Lustig’s Nutcracker Interpretation Among the Finest
The Oakland Symphony accompanies the Oakland Ballet dancing the holiday classic.
Everyone loves a good Nutcracker, and Graham Lustig’s delivers with his version with the Oakland Ballet.
Photo by John Hefti
It comes back every year, without fail. The Nutcracker, that is. The question is, why?
The most popular classical ballet in the world is Swan Lake. George Balanchine, the great choreographer who cut his teeth on Swan Lake as a little boy in Russia, said something along the lines of “call anything Swan Lake and people will come.” As far as Northern American audiences are concerned, Balanchine was wrong. Nutcracker outperforms any other ballet in this country.

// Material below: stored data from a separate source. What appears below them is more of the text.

//! Generation and redraw timings for the serial and parallel steppers

use std::time::Instant;
use life_backdrop::{
    Algorithm, DisplayList, LifeConfig, Presenter, SeedPattern, Viewport,
    LifeEngine,
};

const CELL_SIZE: u32 = 4;

fn engine_for(algorithm: Algorithm, size: usize) -> LifeEngine {
    let config = LifeConfig {
        cell_size: CELL_SIZE,
        seed_pattern: SeedPattern::Random,
        algorithm,
        ..LifeConfig::backdrop()
    };
    let mut engine = LifeEngine::new(&config);
    let px = (size as u32 * CELL_SIZE) as f32;
    engine.resize(px, px);
    engine
}

/// Average milliseconds per `step`
fn benchmark_step(algorithm: Algorithm, size: usize, iterations: u32) -> f64 {
    let mut engine = engine_for(algorithm, size);

    let start = Instant::now();
    for _ in 0..iterations {
        engine.step();
    }
    start.elapsed().as_secs_f64() * 1000.0 / iterations as f64
}

/// Average milliseconds to record one full frame into a display list
fn benchmark_render(size: usize, iterations: u32) -> (f64, usize) {
    let config = LifeConfig {
        cell_size: CELL_SIZE,
        seed_pattern: SeedPattern::Random,
        ..LifeConfig::backdrop()
    };
    let px = (size as u32 * CELL_SIZE) as f32;
    let mut presenter = Presenter::new(&config);
    let mut surface = DisplayList::new();
    presenter.handle_resize(Viewport::new(px, px), &mut surface);

    let start = Instant::now();
    for _ in 0..iterations {
        presenter.render(&mut surface);
    }
    let ms = start.elapsed().as_secs_f64() * 1000.0 / iterations as f64;
    (ms, surface.commands().len())
}

fn main() {
    println!("=== Game of Life Step Benchmark ===\n");

    let sizes = [100, 250, 500, 1000, 2000];
    let iterations = 20;

    println!("{:>10} {:>12} {:>12} {:>10} {:>12} {:>10}",
        "Size", "Serial", "Parallel", "Speedup", "Render", "Commands");
    println!("{:-<72}", "");

    for size in sizes {
        let serial_ms = benchmark_step(Algorithm::Serial, size, iterations);
        let parallel_ms = benchmark_step(Algorithm::Parallel, size, iterations);
        let (render_ms, commands) = benchmark_render(size, iterations.min(5));

        println!(
            "{:>10} {:>12.2} {:>12.2} {:>9.1}x {:>12.2} {:>10}",
            format!("{}x{}", size, size),
            serial_ms,
            parallel_ms,
            serial_ms / parallel_ms.max(f64::EPSILON),
            render_ms,
            commands
        );
    }

    for algorithm in Algorithm::all() {
        println!("\n{}: {}", algorithm.name(), algorithm.description());
    }
}
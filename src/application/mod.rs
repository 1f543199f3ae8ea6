mod config;
mod engine;
mod clock;
mod presenter;

pub use config::{ConfigError, LifeConfig, Palette, Preset, Rgba};
pub use engine::LifeEngine;
pub use clock::FrameClock;
pub use presenter::{FrameOutcome, LoopState, Presenter, Viewport};
use log::{debug, info, trace, warn};

use crate::domain::{Algorithm, Grid, SeedPattern};
use super::LifeConfig;

/// Largest grid `resize` will allocate; anything bigger becomes 0×0
pub const MAX_CELLS: usize = 1 << 26;

/// LifeEngine owns the authoritative grid state.
/// Two equally sized buffers are kept; `step` fills the scratch one and swaps.
pub struct LifeEngine {
    current: Grid,
    scratch: Grid,
    cell_size: u32,
    seed_pattern: SeedPattern,
    algorithm: Algorithm,
    random_seed: u64,
    reseeds: u64,
    running: bool,
    generation: u64,
}

impl LifeEngine {
    /// Create an engine with an unallocated (0×0) grid.
    /// Call `resize` once the host knows its size.
    pub fn new(config: &LifeConfig) -> Self {
        Self {
            current: Grid::new(0, 0),
            scratch: Grid::new(0, 0),
            cell_size: config.cell_size.max(1),
            seed_pattern: config.seed_pattern,
            algorithm: config.algorithm,
            random_seed: config.random_seed,
            reseeds: 0,
            running: config.initial_running,
            generation: 0,
        }
    }

    /// Recompute dimensions from a logical pixel size and reseed.
    /// Prior state is discarded. Negative, NaN, infinite or oversized
    /// dimensions give an empty grid.
    pub fn resize(&mut self, width: f32, height: f32) {
        let cell = self.cell_size as f32;
        let span = |px: f32| if px.is_finite() { (px.max(0.0) / cell).floor() as usize } else { 0 };
        let (mut cols, mut rows) = (span(width), span(height));

        if cols.checked_mul(rows).is_none_or(|len| len > MAX_CELLS) {
            warn!("{}x{} cells exceeds the grid limit, using an empty grid", cols, rows);
            (cols, rows) = (0, 0);
        }

        self.current = Grid::new(cols, rows);
        self.scratch = Grid::new(cols, rows);
        info!("grid resized to {}x{} cells ({:.0}x{:.0} px)", cols, rows, width, height);

        self.reseed();
    }

    /// Clear both buffers and write `pattern`, remembering it for later reseeds
    pub fn seed(&mut self, pattern: SeedPattern) {
        self.seed_pattern = pattern;
        self.reseed();
    }

    /// Clear both buffers and write the configured seed pattern
    pub fn reseed(&mut self) {
        self.scratch.clear();
        let rng_seed = self.random_seed.wrapping_add(self.reseeds);
        let placed = self.seed_pattern.seed(&mut self.current, rng_seed);
        self.reseeds += 1;
        self.generation = 0;
        debug!("seeded {} with {} live cells", self.seed_pattern.name(), placed);
    }

    /// Advance one generation with toroidal neighbor lookup
    pub fn step(&mut self) {
        self.algorithm.evolve(&self.current, &mut self.scratch);
        std::mem::swap(&mut self.current, &mut self.scratch);
        self.generation += 1;
        trace!("generation {}", self.generation);
    }

    /// Flip one cell. Out-of-bounds coordinates and empty grids are ignored.
    /// Does not render.
    pub fn toggle_cell(&mut self, col: usize, row: usize) -> bool {
        let flipped = self.current.toggle(col, row);
        if flipped {
            debug!("toggled cell ({}, {})", col, row);
        }
        flipped
    }

    /// Read-only view of the current generation
    pub fn current_state(&self) -> &Grid {
        &self.current
    }

    /// Grid dimensions as `(cols, rows)`
    pub fn dimensions(&self) -> (usize, usize) {
        self.current.dimensions()
    }

    pub fn cell_size(&self) -> u32 {
        self.cell_size
    }

    pub fn seed_pattern(&self) -> SeedPattern {
        self.seed_pattern
    }

    pub fn is_running(&self) -> bool {
        self.running
    }

    pub fn set_running(&mut self, running: bool) {
        if self.running != running {
            info!("simulation {}", if running { "running" } else { "paused" });
        }
        self.running = running;
    }

    /// Toggle play/pause state
    pub fn toggle_running(&mut self) {
        self.set_running(!self.running);
    }

    /// Reseed and pause
    pub fn reset(&mut self) {
        self.reseed();
        self.set_running(false);
        info!("simulation reset");
    }

    /// Generations since the last (re)seed
    pub fn generation(&self) -> u64 {
        self.generation
    }

    pub fn population(&self) -> usize {
        self.current.population()
    }
}
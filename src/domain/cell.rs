/// Cell represents the fundamental unit of the automaton.
/// Stored as a single byte: 0 is dead, 1 is alive.
#[derive(Clone, Copy, PartialEq, Eq, Debug, Default)]
#[repr(u8)]
pub enum Cell {
    #[default]
    Dead = 0,
    Alive = 1,
}

impl Cell {
    /// Check if the cell is currently alive
    pub const fn is_alive(self) -> bool {
        matches!(self, Cell::Alive)
    }

    /// Flip between dead and alive
    pub const fn toggle(self) -> Self {
        match self {
            Cell::Alive => Cell::Dead,
            Cell::Dead => Cell::Alive,
        }
    }

    /// Raw byte value (0 or 1), handy for neighbor sums
    pub const fn as_byte(self) -> u8 {
        self as u8
    }

    /// Pure function to compute the next state based on Conway's rules:
    /// 1. Live cell with 2-3 neighbors survives
    /// 2. Dead cell with exactly 3 neighbors becomes alive
    /// 3. All other cases result in death
    pub const fn evolve(self, neighbors: u8) -> Self {
        match (self, neighbors) {
            (Cell::Alive, 2 | 3) => Cell::Alive,
            (Cell::Dead, 3) => Cell::Alive,
            _ => Cell::Dead,
        }
    }
}
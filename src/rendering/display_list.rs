use super::{Surface, SurfaceGeometry};
use crate::application::Rgba;

/// One recorded drawing primitive
#[derive(Clone, Copy, Debug, PartialEq)]
pub enum DrawCommand {
    Clear,
    FillRect {
        x: f32,
        y: f32,
        width: f32,
        height: f32,
        color: Rgba,
    },
    Line {
        x1: f32,
        y1: f32,
        x2: f32,
        y2: f32,
        thickness: f32,
        color: Rgba,
    },
}

/// Retained surface: keeps the last frame's commands until the next `clear`,
/// the way a canvas keeps its pixels. Hosts replay it each display frame.
#[derive(Clone, Debug, Default)]
pub struct DisplayList {
    geometry: SurfaceGeometry,
    commands: Vec<DrawCommand>,
    redraws: u64,
}

impl DisplayList {
    pub fn new() -> Self {
        Self::default()
    }

    pub fn geometry(&self) -> SurfaceGeometry {
        self.geometry
    }

    pub fn commands(&self) -> &[DrawCommand] {
        &self.commands
    }

    /// Number of times the surface has been cleared for a new frame
    pub fn redraws(&self) -> u64 {
        self.redraws
    }

    /// Count filled rectangles of the given colour
    pub fn filled_cells(&self, color: Rgba) -> usize {
        self.commands
            .iter()
            .filter(|cmd| matches!(cmd, DrawCommand::FillRect { color: c, .. } if *c == color))
            .count()
    }

    /// Count line commands
    pub fn lines(&self) -> usize {
        self.commands
            .iter()
            .filter(|cmd| matches!(cmd, DrawCommand::Line { .. }))
            .count()
    }
}

impl Surface for DisplayList {
    fn configure(&mut self, geometry: SurfaceGeometry) {
        self.geometry = geometry;
    }

    fn logical_size(&self) -> (f32, f32) {
        (self.geometry.logical_width, self.geometry.logical_height)
    }

    fn clear(&mut self) {
        self.commands.clear();
        self.commands.push(DrawCommand::Clear);
        self.redraws += 1;
    }

    fn fill_rect(&mut self, x: f32, y: f32, width: f32, height: f32, color: Rgba) {
        self.commands.push(DrawCommand::FillRect { x, y, width, height, color });
    }

    fn stroke_line(&mut self, x1: f32, y1: f32, x2: f32, y2: f32, thickness: f32, color: Rgba) {
        self.commands.push(DrawCommand::Line { x1, y1, x2, y2, thickness, color });
    }
}

#[cfg(test)]
mod tests {
    use super::*;

    #[test]
    fn test_clear_drops_previous_frame() {
        let mut list = DisplayList::new();
        list.fill_rect(0.0, 0.0, 1.0, 1.0, Rgba::opaque(1, 2, 3));
        list.clear();
        assert_eq!(list.commands(), &[DrawCommand::Clear]);
        assert_eq!(list.redraws(), 1);
    }

    #[test]
    fn test_configure_sets_logical_size() {
        let mut list = DisplayList::new();
        list.configure(SurfaceGeometry {
            logical_width: 300.0,
            logical_height: 200.0,
            backing_width: 600,
            backing_height: 400,
            scale: 2.0,
        });
        assert_eq!(list.logical_size(), (300.0, 200.0));
        assert_eq!(list.geometry().backing_width, 600);
    }
}
//! Engine configuration and visual presets.

use std::fmt;
use std::path::Path;

use log::warn;
use serde::{Deserialize, Serialize};

use crate::domain::{Algorithm, SeedPattern};

/// An RGBA colour, 8 bits per channel
#[derive(Clone, Copy, Debug, PartialEq, Eq, Serialize, Deserialize)]
pub struct Rgba(pub [u8; 4]);

impl Rgba {
    pub const fn new(r: u8, g: u8, b: u8, a: u8) -> Self {
        Self([r, g, b, a])
    }

    pub const fn opaque(r: u8, g: u8, b: u8) -> Self {
        Self([r, g, b, 255])
    }
}

/// Colours used by the render routine. Pure presentation, never engine state.
#[derive(Clone, Copy, Debug, PartialEq, Eq, Serialize, Deserialize)]
#[serde(default)]
pub struct Palette {
    pub background: Rgba,
    pub alive: Rgba,
    pub grid_line: Rgba,
}

impl Palette {
    /// Teal cells on a near-black slate
    pub const fn teal() -> Self {
        Self {
            background: Rgba::opaque(2, 6, 23),
            alive: Rgba::opaque(20, 184, 166),
            grid_line: Rgba::new(30, 64, 175, 115),
        }
    }

    /// Amber cells on charcoal
    pub const fn amber() -> Self {
        Self {
            background: Rgba::opaque(24, 24, 27),
            alive: Rgba::opaque(245, 158, 11),
            grid_line: Rgba::new(82, 82, 91, 110),
        }
    }

    /// Violet cells on deep indigo
    pub const fn violet() -> Self {
        Self {
            background: Rgba::opaque(15, 10, 40),
            alive: Rgba::opaque(167, 139, 250),
            grid_line: Rgba::new(76, 29, 149, 100),
        }
    }
}

impl Default for Palette {
    fn default() -> Self {
        Self::teal()
    }
}

/// Everything needed to build an engine and its presentation loop
#[derive(Clone, Debug, PartialEq, Serialize, Deserialize)]
#[serde(default)]
pub struct LifeConfig {
    /// Pixels per cell edge, at least 1
    pub cell_size: u32,
    /// Milliseconds per generation, at least 1
    pub frame_interval_ms: u32,
    pub initial_running: bool,
    pub seed_pattern: SeedPattern,
    pub palette: Palette,
    pub algorithm: Algorithm,
    /// Base seed for `SeedPattern::Random`
    pub random_seed: u64,
}

impl LifeConfig {
    /// Full-window background: small cells, paused, gliders on the left
    pub fn backdrop() -> Self {
        Self {
            cell_size: 9,
            frame_interval_ms: 80,
            initial_running: false,
            seed_pattern: SeedPattern::Gliders,
            palette: Palette::teal(),
            algorithm: Algorithm::Serial,
            random_seed: 0x5eed,
        }
    }

    /// Header banner: chunky cells, logo, starts running
    pub fn banner() -> Self {
        Self {
            cell_size: 12,
            frame_interval_ms: 100,
            initial_running: true,
            seed_pattern: SeedPattern::Logo,
            palette: Palette::amber(),
            ..Self::backdrop()
        }
    }

    /// Sidebar panel: fine cells, corner gliders, starts running
    pub fn corners() -> Self {
        Self {
            cell_size: 6,
            frame_interval_ms: 60,
            initial_running: true,
            seed_pattern: SeedPattern::CornerGliders,
            palette: Palette::violet(),
            ..Self::backdrop()
        }
    }

    /// Check the numeric invariants
    pub fn validate(&self) -> Result<(), ConfigError> {
        if self.cell_size == 0 {
            return Err(ConfigError::Invalid("cell_size must be at least 1".into()));
        }
        if self.frame_interval_ms == 0 {
            return Err(ConfigError::Invalid(
                "frame_interval_ms must be at least 1".into(),
            ));
        }
        Ok(())
    }

    /// Parse a JSON document; missing fields take the backdrop defaults
    pub fn from_json_str(json: &str) -> Result<Self, ConfigError> {
        let config: LifeConfig = serde_json::from_str(json)?;
        config.validate()?;
        Ok(config)
    }

    /// Load a JSON config file
    pub fn load(path: impl AsRef<Path>) -> Result<Self, ConfigError> {
        let text = std::fs::read_to_string(path.as_ref())?;
        Self::from_json_str(&text)
    }

    /// Resolve a command-line argument: a preset name, or else a JSON file path.
    /// Falls back to the backdrop preset when nothing usable is given.
    pub fn resolve(arg: Option<&str>) -> Result<Self, ConfigError> {
        match arg {
            None => Ok(Self::backdrop()),
            Some(name) => match Preset::from_name(name) {
                Some(preset) => Ok(preset.config()),
                None => Self::load(name),
            },
        }
    }

    /// Like `resolve`, but logs and recovers from errors
    pub fn resolve_or_default(arg: Option<&str>) -> Self {
        Self::resolve(arg).unwrap_or_else(|err| {
            warn!("falling back to backdrop preset: {}", err);
            Self::backdrop()
        })
    }
}

impl Default for LifeConfig {
    fn default() -> Self {
        Self::backdrop()
    }
}

/// Named configurations for the three places the animation is hosted
#[derive(Clone, Copy, Debug, PartialEq, Eq)]
pub enum Preset {
    Backdrop,
    Banner,
    Corners,
}

impl Preset {
    pub fn all() -> Vec<Preset> {
        vec![Preset::Backdrop, Preset::Banner, Preset::Corners]
    }

    pub fn name(&self) -> &'static str {
        match self {
            Preset::Backdrop => "backdrop",
            Preset::Banner => "banner",
            Preset::Corners => "corners",
        }
    }

    pub fn from_name(name: &str) -> Option<Preset> {
        Self::all()
            .into_iter()
            .find(|preset| preset.name().eq_ignore_ascii_case(name))
    }

    pub fn config(&self) -> LifeConfig {
        match self {
            Preset::Backdrop => LifeConfig::backdrop(),
            Preset::Banner => LifeConfig::banner(),
            Preset::Corners => LifeConfig::corners(),
        }
    }
}

/// Errors raised while building a `LifeConfig`
#[derive(Debug)]
pub enum ConfigError {
    /// Config file could not be read
    Io(std::io::Error),
    /// Config file is not valid JSON for `LifeConfig`
    Parse(serde_json::Error),
    /// Values parsed but break an invariant
    Invalid(String),
}

impl fmt::Display for ConfigError {
    fn fmt(&self, f: &mut fmt::Formatter<'_>) -> fmt::Result {
        match self {
            ConfigError::Io(err) => write!(f, "could not read config: {}", err),
            ConfigError::Parse(err) => write!(f, "could not parse config: {}", err),
            ConfigError::Invalid(msg) => write!(f, "invalid config: {}", msg),
        }
    }
}

impl std::error::Error for ConfigError {
    fn source(&self) -> Option<&(dyn std::error::Error + 'static)> {
        match self {
            ConfigError::Io(err) => Some(err),
            ConfigError::Parse(err) => Some(err),
            ConfigError::Invalid(_) => None,
        }
    }
}

impl From<std::io::Error> for ConfigError {
    fn from(err: std::io::Error) -> Self {
        ConfigError::Io(err)
    }
}

impl From<serde_json::Error> for ConfigError {
    fn from(err: serde_json::Error) -> Self {
        ConfigError::Parse(err)
    }
}

#[cfg(test)]
mod tests {
    use super::*;

    #[test]
    fn test_presets_are_valid() {
        for preset in Preset::all() {
            assert!(preset.config().validate().is_ok(), "{}", preset.name());
        }
    }

    #[test]
    fn test_backdrop_matches_defaults() {
        let config = LifeConfig::default();
        assert_eq!(config.cell_size, 9);
        assert_eq!(config.frame_interval_ms, 80);
        assert!(!config.initial_running);
        assert_eq!(config.seed_pattern, SeedPattern::Gliders);
    }

    #[test]
    fn test_partial_json_fills_defaults() {
        let config =
            LifeConfig::from_json_str(r#"{ "cell_size": 4, "seed_pattern": "corner_gliders" }"#)
                .unwrap();
        assert_eq!(config.cell_size, 4);
        assert_eq!(config.seed_pattern, SeedPattern::CornerGliders);
        assert_eq!(config.frame_interval_ms, 80);
        assert_eq!(config.palette, Palette::teal());
    }

    #[test]
    fn test_palette_json() {
        let config = LifeConfig::from_json_str(
            r#"{ "palette": { "alive": [255, 0, 0, 255] } }"#,
        )
        .unwrap();
        assert_eq!(config.palette.alive, Rgba::opaque(255, 0, 0));
        assert_eq!(config.palette.background, Palette::teal().background);
    }

    #[test]
    fn test_zero_cell_size_is_rejected() {
        let err = LifeConfig::from_json_str(r#"{ "cell_size": 0 }"#).unwrap_err();
        assert!(matches!(err, ConfigError::Invalid(_)));
    }

    #[test]
    fn test_zero_interval_is_rejected() {
        let config = LifeConfig {
            frame_interval_ms: 0,
            ..LifeConfig::backdrop()
        };
        assert!(config.validate().is_err());
    }

    #[test]
    fn test_bad_json_is_parse_error() {
        let err = LifeConfig::from_json_str("{ cell_size: ").unwrap_err();
        assert!(matches!(err, ConfigError::Parse(_)));
        assert!(err.to_string().starts_with("could not parse config"));
    }

    #[test]
    fn test_resolve_by_preset_name() {
        assert_eq!(LifeConfig::resolve(None).unwrap(), LifeConfig::backdrop());
        assert_eq!(LifeConfig::resolve(Some("Banner")).unwrap(), LifeConfig::banner());
    }

    #[test]
    fn test_missing_file_falls_back() {
        let missing = "/definitely/not/a/real/life-config.json";
        assert!(matches!(
            LifeConfig::resolve(Some(missing)),
            Err(ConfigError::Io(_))
        ));
        assert_eq!(LifeConfig::resolve_or_default(Some(missing)), LifeConfig::backdrop());
    }

    #[test]
    fn test_load_from_file() {
        let path = std::env::temp_dir().join("life_backdrop_config_test.json");
        std::fs::write(&path, r#"{ "frame_interval_ms": 33, "initial_running": true }"#).unwrap();
        let config = LifeConfig::load(&path).unwrap();
        std::fs::remove_file(&path).ok();
        assert_eq!(config.frame_interval_ms, 33);
        assert!(config.initial_running);
    }
}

The reasons are many. Some believe that it’s nostalgia for a time when families were intact and all children well-behaved. The ballet also celebrates “the ballet family” by showcasing tiny tots and the older character dancers on the same stage as truly spectacular classical performers. The story’s flexibility allows many interpretations. In my first Nutcracker, Drosselmeyer descended from a spaceship. Besides the ballets, there are films, video games, at least one musical, cartoons, and anime. And there always is a brave little girl. Still Nutcracker’s major asset is the truly masterful Tchaikovsky score, full of exquisite melodies and extraordinary orchestrations.
Among the many Bay Area Nutcrackers, Graham Lustig’s is surely among the finest. He brought it with him as a gift when he stepped in as artistic director of the Oakland Ballet Company in 2010. Moving the first act into early modernism, he compensated for its secessionist simplicity with a second act’s mouth-watering Konfiturenburg.
The first thing we see is floor-to-ceiling windows looking on a snow-covered landscape with children playing outdoors. Much of the charm of Lustig’s Nutcracker is the presence of children—both from ballet schools and the community. They vibrantly fill the sometimes overly serious second act divertissements by supporting the professional performers. Dancing with snowflakes, for instance, are a dozen perfectly enchanting snowballs. And no sled and horses for Marie and the Prince—they take off in a hot air balloon.
Yet Nutcracker lives off its music. In another special treat, the Oakland Symphony under the baton of Michael Morgan will perform the Tchaikovsky score. And children are part of it. Listen to their voices. The passage is short, but their presence counts.
Oakland Ballet, The Nutcracker, Sat., Dec. 22, 1 p.m. and 5 p.m., Sun., Dec. 23, 1 p.m., Paramount Theatre, 2025 Broadway, Oakland, $24-$97, discounts for seniors and children, Ticketmaster.com, OaklandBallet.org, Paramount Box Office.